§ **Prompt**
Copy the lines below verbatim. Begin with the first and end with the line containing "use rusqlite::Error as SqlError;".

§ **Data supplied**
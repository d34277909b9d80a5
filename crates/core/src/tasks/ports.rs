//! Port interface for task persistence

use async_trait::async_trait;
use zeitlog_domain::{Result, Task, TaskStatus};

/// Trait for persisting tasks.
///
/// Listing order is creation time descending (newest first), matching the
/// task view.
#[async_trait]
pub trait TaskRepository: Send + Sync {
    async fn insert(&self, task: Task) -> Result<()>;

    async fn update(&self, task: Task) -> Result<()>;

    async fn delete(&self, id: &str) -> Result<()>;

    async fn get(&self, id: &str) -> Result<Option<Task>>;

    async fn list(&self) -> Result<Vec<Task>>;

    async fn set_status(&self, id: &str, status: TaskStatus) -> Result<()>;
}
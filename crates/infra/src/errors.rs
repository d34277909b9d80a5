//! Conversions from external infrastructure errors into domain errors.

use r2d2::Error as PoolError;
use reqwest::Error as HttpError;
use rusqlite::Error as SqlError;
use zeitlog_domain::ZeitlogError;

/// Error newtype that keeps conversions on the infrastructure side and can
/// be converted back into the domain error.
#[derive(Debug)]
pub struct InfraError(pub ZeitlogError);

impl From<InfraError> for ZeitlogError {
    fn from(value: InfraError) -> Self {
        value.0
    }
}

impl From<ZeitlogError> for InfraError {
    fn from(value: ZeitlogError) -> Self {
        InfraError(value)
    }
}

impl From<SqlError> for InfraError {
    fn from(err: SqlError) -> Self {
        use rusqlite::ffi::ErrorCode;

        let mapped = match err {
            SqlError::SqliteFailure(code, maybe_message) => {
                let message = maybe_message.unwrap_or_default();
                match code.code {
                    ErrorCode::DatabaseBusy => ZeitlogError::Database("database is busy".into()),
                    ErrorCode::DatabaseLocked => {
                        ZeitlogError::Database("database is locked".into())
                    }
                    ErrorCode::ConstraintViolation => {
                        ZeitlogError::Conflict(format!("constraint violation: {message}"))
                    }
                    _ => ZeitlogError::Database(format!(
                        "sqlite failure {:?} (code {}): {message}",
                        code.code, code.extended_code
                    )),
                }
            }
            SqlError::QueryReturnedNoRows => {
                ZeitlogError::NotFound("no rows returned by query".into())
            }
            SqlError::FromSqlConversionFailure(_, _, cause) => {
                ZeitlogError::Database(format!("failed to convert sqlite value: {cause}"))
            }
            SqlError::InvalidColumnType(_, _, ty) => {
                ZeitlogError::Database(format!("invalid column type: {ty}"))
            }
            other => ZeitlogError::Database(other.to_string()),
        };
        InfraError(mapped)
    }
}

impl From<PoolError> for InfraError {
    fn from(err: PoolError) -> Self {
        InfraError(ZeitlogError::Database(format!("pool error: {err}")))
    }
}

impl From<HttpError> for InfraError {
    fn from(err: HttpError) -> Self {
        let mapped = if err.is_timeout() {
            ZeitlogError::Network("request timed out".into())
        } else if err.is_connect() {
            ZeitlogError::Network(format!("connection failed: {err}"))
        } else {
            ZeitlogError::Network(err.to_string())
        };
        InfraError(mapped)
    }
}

§ **Task result**
repository d34277909b9d80a5
filename crates/core/src/tasks/ports.rs
//! Port interface for task persistence

use async_trait::async_trait;
use zeitlog_domain::{Result, Task, TaskStatus};

/// Trait for persisting tasks.
///
/// Listing order is creation time descending (newest first), matching the
/// task view.
#[async_trait]
pub trait TaskRepository: Send + Sync {
    async fn insert(&self, task: Task) -> Result<()>;

    async fn update(&self, task: Task) -> Result<()>;

    async fn delete(&self, id: &str) -> Result<()>;

    async fn get(&self, id: &str) -> Result<Option<Task>>;

    async fn list(&self) -> Result<Vec<Task>>;

    async fn set_status(&self, id: &str, status: TaskStatus) -> Result<()>;
}
filename crates/infra/src/errors.rs
repository d34277909b9d80a5
//! Conversions from external infrastructure errors into domain errors.

use r2d2::Error as PoolError;
use reqwest::Error as HttpError;
use rusqlite::Error as SqlError;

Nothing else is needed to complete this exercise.